▶ [REQUIRED WORK]: Find the lines of the listing that contain the string "Result", and return them.
_ _ _ _ _ _ _
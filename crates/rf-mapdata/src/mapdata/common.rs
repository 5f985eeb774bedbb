//! Fields shared by terrain and furniture

use std::collections::BTreeSet;
use std::str::FromStr;

use rf_units::Volume;
use serde_json::Value;

use crate::calendar::{NUM_SEASONS, Season};
use crate::catalog::{EmitId, HarvestId};
use crate::data::MapData;
use crate::diagnostics::Diagnostics;
use crate::error::LoadError;
use crate::examine::{Examine, ExamineFunction};
use crate::factory::LoadContext;
use crate::flags::{ConnectGroup, FlagSet, TerBitflags};
use crate::json::FieldReader;
use crate::symbol::{TileColor, symbol_from_string};

use super::TerStrId;

#[derive(Debug, Clone)]
pub struct MapDataCommon {
    pub name: String,
    pub description: String,
    /// Id whose tile graphics this one borrows
    pub looks_like: String,
    pub symbol: [char; NUM_SEASONS],
    pub color: [TileColor; NUM_SEASONS],
    /// Move cost (terrain) or move cost modifier (furniture)
    pub movecost: i32,
    pub coverage: i32,
    pub light_emitted: i32,
    pub heat_radiation: i32,
    pub max_volume: Volume,
    pub flags: FlagSet,
    pub transparent: bool,
    pub connect_group: ConnectGroup,
    pub examine: Examine,
    pub harvest_by_season: [HarvestId; NUM_SEASONS],
    pub curtain_transform: TerStrId,
    pub emissions: BTreeSet<EmitId>,
}

impl MapDataCommon {
    pub fn new(max_volume: Volume) -> Self {
        Self {
            name: String::new(),
            description: String::new(),
            looks_like: String::new(),
            symbol: [' '; NUM_SEASONS],
            color: [TileColor::default(); NUM_SEASONS],
            movecost: 0,
            coverage: 0,
            light_emitted: 0,
            heat_radiation: 0,
            max_volume,
            flags: FlagSet::new(),
            transparent: false,
            connect_group: ConnectGroup::None,
            examine: Examine::none(),
            harvest_by_season: Default::default(),
            curtain_transform: TerStrId::null(),
            emissions: BTreeSet::new(),
        }
    }

    pub fn name(&self) -> &str {
        &self.name
    }

    pub fn can_examine(&self) -> bool {
        !self.examine.is_function("none")
    }

    /// True if the examine behavior is the function or actor type `action`
    pub fn has_examine(&self, action: &str) -> bool {
        self.examine.name() == action
    }

    pub fn set_examine(&mut self, func: ExamineFunction) {
        self.examine = Examine::Function(func);
    }

    pub fn has_curtains(&self) -> bool {
        !self.curtain_transform.is_null()
    }

    /// Add a flag, applying the side effects of fast flags
    pub fn set_flag(&mut self, flag: &str) {
        let Some(bit) = self.flags.insert(flag) else {
            return;
        };
        if bit == TerBitflags::TRANSPARENT {
            self.transparent = true;
        }
        if bit == TerBitflags::WALL || bit == TerBitflags::CONNECT_TO_WALL {
            self.connect_group = ConnectGroup::Wall;
        }
    }

    /// Set the connection group by name; unknown names leave it unchanged
    pub fn set_connects(&mut self, group: &str) -> bool {
        match ConnectGroup::from_str(group) {
            Ok(group) => {
                self.connect_group = group;
                true
            }
            Err(_) => false,
        }
    }

    pub fn connects(&self) -> Option<ConnectGroup> {
        (self.connect_group != ConnectGroup::None).then_some(self.connect_group)
    }

    pub fn has_flag(&self, flag: &str) -> bool {
        self.flags.contains(flag)
    }

    pub fn has_bitflag(&self, bit: TerBitflags) -> bool {
        self.flags.has_bit(bit)
    }

    pub fn symbol(&self, season: Season) -> char {
        self.symbol[season.index()]
    }

    pub fn color(&self, season: Season) -> TileColor {
        self.color[season.index()]
    }

    pub fn get_harvest(&self, season: Season) -> &HarvestId {
        &self.harvest_by_season[season.index()]
    }

    /// Members read before the terrain or furniture specific ones
    pub(crate) fn load(
        &mut self,
        jo: &mut FieldReader<'_, '_>,
        ctx: &mut LoadContext<'_>,
    ) -> Result<(), LoadError> {
        let obj = jo.obj();
        if let Some(name) = obj.get_str("examine_action") {
            self.examine = match ExamineFunction::from_name(name) {
                Some(func) => Examine::Function(func),
                None => {
                    jo.report(format!("unknown examine function \"{}\"", name));
                    Examine::none()
                }
            };
        } else if let Some(data) = obj.get_object("examine_action") {
            let actor_type = data.get_str("type").unwrap_or_default();
            let mut actor = ctx.actors.create(actor_type)?;
            let context = format!("{} examine_action", jo.context());
            actor.load(&mut jo.nested(data, context));
            self.examine = Examine::Actor(actor);
        } else if obj.has_member("examine_action") {
            jo.report("examine_action must be a function name or an actor object");
        } else if !jo.was_loaded {
            self.examine = Examine::none();
        }

        if let Some(Value::Array(entries)) = obj.get("harvest_by_season") {
            for entry in entries {
                self.load_harvest_entry(jo, entry);
            }
        }

        jo.mandatory("description", &mut self.description);
        jo.optional("curtain_transform", &mut self.curtain_transform, TerStrId::null());
        Ok(())
    }

    fn load_harvest_entry(&mut self, jo: &mut FieldReader<'_, '_>, entry: &Value) {
        let seasons: Vec<String> = entry
            .get("seasons")
            .and_then(|v| serde_json::from_value(v.clone()).ok())
            .unwrap_or_default();
        let id = entry
            .get("id")
            .and_then(Value::as_str)
            .map(HarvestId::new)
            .unwrap_or_default();
        for season in seasons {
            match Season::from_str(&season) {
                Ok(season) => self.harvest_by_season[season.index()] = id.clone(),
                Err(_) => jo.report(format!("unknown season \"{}\"", season)),
            }
        }
    }

    pub(crate) fn load_symbol(&mut self, jo: &mut FieldReader<'_, '_>) {
        let obj = jo.obj();
        if self.looks_like.is_empty() {
            if let Some(parent) = obj.get_str("copy-from") {
                self.looks_like = parent.to_string();
            }
        }
        jo.assign("looks_like", &mut self.looks_like);

        match obj.get("symbol") {
            Some(value) => {
                if let Some(symbol) = load_season_array(jo, "symbol", value, symbol_from_string) {
                    self.symbol = symbol;
                }
            }
            None if !jo.was_loaded => jo.report("missing member \"symbol\""),
            None => {}
        }

        match (obj.get("color"), obj.get("bgcolor")) {
            (Some(_), Some(_)) => {
                jo.report("found both color and bgcolor, only one of these is allowed")
            }
            (Some(value), None) => {
                if let Some(color) =
                    load_season_array(jo, "color", value, TileColor::from_color_string)
                {
                    self.color = color;
                }
            }
            (None, Some(value)) => {
                if let Some(color) =
                    load_season_array(jo, "bgcolor", value, TileColor::from_bgcolor_string)
                {
                    self.color = color;
                }
            }
            (None, None) if !jo.was_loaded => {
                jo.report("missing member: one of \"color\", \"bgcolor\" must exist")
            }
            (None, None) => {}
        }
    }

    /// Rebuild the flag set from `flags`, `extend` and `delete`, then apply
    /// `connects_to`, which wins over connections implied by flags
    pub(crate) fn load_flags(&mut self, jo: &mut FieldReader<'_, '_>) {
        let obj = jo.obj();
        if obj.has_member("flags") {
            self.flags.clear();
            for flag in jo.get_string_array("flags") {
                self.flags.insert(&flag);
            }
        } else if !jo.was_loaded {
            self.flags.clear();
        }
        if let Some(extend) = obj.get_object("extend") {
            let added: Vec<String> = jo.nested(extend, "extend").get_string_array("flags");
            for flag in added {
                self.flags.insert(&flag);
            }
        }
        if let Some(delete) = obj.get_object("delete") {
            let removed: Vec<String> = jo.nested(delete, "delete").get_string_array("flags");
            for flag in removed {
                self.flags.remove(&flag);
            }
        }

        self.transparent = false;
        self.connect_group = ConnectGroup::None;
        let names: Vec<String> = self.flags.iter().map(str::to_string).collect();
        for flag in names {
            self.set_flag(&flag);
        }

        if let Some(group) = obj.get_str("connects_to") {
            if !self.set_connects(group) {
                jo.report(format!("can't find terrain connection group {}", group));
            }
        }
    }

    /// Checks shared by terrain and furniture
    pub(crate) fn check(&self, context: &str, data: &MapData, diag: &mut Diagnostics) {
        if let Examine::Actor(actor) = &self.examine {
            actor.finalize(context, data, diag);
        }
        for harvest in self.harvest_by_season.iter().filter(|h| !h.is_null()) {
            if !data.harvests().contains(harvest) {
                diag.report(context, format!("harvest list {} does not exist", harvest));
            }
            if !self.can_examine() {
                diag.report(
                    context,
                    format!("harvest data defined without examine function for {}", self.name),
                );
            }
        }
        for emit in &self.emissions {
            if !data.emits().contains(emit) {
                diag.report(context, format!("invalid emission {} set", emit));
            }
        }
    }
}

/// Read a per-season member: one value for all seasons or one per season
fn load_season_array<T: Copy, E: std::fmt::Display>(
    jo: &mut FieldReader<'_, '_>,
    key: &str,
    value: &Value,
    parse: impl Fn(&str) -> Result<T, E>,
) -> Option<[T; NUM_SEASONS]> {
    let strings: Vec<&str> = match value {
        Value::String(s) => vec![s.as_str()],
        Value::Array(items) => match items.iter().map(Value::as_str).collect::<Option<Vec<_>>>() {
            Some(strings) => strings,
            None => {
                jo.report(format!("member \"{}\": expected an array of strings", key));
                return None;
            }
        },
        _ => {
            jo.report(format!("member \"{}\": expected string or array", key));
            return None;
        }
    };

    let parsed = match strings
        .iter()
        .map(|s| parse(s))
        .collect::<Result<Vec<T>, E>>()
    {
        Ok(parsed) => parsed,
        Err(err) => {
            jo.report(format!("member \"{}\": {}", key, err));
            return None;
        }
    };

    match parsed.as_slice() {
        [single] => Some([*single; NUM_SEASONS]),
        [spring, summer, autumn, winter] => Some([*spring, *summer, *autumn, *winter]),
        _ => {
            jo.report(format!("member \"{}\": incorrect number of entries", key));
            None
        }
    }
}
_ _ _ _ _ _ _
▶ [SOLUTION BELOW]:
    ) -> Result<(), LoadError> {
    parse: impl Fn(&str) -> Result<T, E>,
        .collect::<Result<Vec<T>, E>>()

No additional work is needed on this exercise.